*** Input material ***

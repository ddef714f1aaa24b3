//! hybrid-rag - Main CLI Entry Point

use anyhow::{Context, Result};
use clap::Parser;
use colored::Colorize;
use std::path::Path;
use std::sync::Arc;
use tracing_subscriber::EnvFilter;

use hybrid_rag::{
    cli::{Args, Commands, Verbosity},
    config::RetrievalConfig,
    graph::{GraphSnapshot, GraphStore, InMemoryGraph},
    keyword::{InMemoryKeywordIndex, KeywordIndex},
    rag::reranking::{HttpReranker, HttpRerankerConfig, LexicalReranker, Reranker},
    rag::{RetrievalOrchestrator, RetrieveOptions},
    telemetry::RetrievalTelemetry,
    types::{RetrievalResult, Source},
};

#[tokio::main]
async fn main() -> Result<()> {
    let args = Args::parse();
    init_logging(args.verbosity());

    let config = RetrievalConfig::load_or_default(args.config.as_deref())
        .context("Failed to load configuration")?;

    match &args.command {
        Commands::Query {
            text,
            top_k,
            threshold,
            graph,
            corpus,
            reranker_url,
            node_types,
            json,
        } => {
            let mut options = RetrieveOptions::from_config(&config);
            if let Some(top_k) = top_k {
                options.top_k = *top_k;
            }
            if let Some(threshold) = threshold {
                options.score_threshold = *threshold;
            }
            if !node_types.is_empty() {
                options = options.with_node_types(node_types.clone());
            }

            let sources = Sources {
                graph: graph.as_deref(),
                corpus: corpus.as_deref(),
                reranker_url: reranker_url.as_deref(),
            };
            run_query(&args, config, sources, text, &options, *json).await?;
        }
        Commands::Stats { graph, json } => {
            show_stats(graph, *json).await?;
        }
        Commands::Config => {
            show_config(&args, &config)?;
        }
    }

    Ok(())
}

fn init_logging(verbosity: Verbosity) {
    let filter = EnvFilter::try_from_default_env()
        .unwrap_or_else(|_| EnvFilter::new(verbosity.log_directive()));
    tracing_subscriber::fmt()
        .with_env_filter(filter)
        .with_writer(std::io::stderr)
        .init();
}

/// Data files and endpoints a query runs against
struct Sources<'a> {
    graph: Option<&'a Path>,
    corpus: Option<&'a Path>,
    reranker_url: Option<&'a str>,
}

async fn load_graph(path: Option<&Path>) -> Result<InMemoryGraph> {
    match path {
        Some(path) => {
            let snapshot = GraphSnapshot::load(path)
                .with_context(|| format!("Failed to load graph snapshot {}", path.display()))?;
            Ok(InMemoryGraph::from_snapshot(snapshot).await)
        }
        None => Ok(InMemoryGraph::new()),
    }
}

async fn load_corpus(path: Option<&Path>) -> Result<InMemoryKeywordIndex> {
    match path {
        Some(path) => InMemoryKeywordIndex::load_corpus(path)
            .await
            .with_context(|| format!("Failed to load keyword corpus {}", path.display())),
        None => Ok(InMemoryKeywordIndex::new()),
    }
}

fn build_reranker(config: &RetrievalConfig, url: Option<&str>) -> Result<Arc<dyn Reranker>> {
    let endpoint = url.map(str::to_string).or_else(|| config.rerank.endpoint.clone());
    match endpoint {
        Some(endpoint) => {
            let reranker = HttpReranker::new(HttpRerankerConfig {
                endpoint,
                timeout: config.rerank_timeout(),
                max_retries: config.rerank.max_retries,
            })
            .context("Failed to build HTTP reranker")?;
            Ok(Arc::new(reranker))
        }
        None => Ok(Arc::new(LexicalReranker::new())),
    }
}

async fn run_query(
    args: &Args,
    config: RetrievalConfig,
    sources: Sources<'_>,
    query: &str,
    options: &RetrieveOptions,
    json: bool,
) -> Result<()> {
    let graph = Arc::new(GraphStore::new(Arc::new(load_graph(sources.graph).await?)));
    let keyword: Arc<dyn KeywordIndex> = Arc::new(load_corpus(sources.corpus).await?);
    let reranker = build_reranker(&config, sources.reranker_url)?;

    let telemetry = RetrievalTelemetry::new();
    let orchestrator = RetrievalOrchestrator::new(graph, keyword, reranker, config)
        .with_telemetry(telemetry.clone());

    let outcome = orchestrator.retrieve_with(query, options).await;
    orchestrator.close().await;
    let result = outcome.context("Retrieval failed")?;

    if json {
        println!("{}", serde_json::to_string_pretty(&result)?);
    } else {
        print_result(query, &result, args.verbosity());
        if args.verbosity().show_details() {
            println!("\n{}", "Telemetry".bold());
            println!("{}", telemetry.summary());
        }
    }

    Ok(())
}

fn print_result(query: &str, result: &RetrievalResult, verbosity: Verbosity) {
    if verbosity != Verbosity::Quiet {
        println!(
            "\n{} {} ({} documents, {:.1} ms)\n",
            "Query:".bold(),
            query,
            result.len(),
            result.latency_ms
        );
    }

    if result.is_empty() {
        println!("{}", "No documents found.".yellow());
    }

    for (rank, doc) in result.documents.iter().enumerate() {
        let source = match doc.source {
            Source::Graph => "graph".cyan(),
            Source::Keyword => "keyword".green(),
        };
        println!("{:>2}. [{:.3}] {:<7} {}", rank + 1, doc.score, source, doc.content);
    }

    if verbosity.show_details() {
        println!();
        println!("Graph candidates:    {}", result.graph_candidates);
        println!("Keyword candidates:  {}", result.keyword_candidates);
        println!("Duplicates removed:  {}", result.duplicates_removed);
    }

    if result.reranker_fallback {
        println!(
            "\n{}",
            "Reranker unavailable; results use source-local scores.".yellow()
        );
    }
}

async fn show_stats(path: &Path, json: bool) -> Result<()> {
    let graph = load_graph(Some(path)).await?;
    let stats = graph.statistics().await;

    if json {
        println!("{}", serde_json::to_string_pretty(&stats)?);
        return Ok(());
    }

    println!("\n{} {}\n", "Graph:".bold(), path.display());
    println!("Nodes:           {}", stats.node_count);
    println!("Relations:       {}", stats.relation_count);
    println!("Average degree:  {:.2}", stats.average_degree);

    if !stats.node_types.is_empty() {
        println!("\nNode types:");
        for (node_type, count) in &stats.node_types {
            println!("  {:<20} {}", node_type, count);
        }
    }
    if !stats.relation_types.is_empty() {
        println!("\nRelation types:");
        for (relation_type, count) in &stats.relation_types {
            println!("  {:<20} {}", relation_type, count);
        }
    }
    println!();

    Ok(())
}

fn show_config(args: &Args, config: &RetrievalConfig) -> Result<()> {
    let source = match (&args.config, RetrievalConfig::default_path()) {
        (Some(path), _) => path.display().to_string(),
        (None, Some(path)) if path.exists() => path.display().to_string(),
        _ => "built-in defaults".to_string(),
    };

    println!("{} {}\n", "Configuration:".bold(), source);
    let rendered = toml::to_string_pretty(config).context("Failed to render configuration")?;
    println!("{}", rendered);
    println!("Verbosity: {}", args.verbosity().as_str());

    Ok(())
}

*** End of Input material ***

## Required work
The word is "rendered". Copy every line above where it appears.

## Response for this exercise
    let rendered = toml::to_string_pretty(config).context("Failed to render configuration")?;
    println!("{}", rendered);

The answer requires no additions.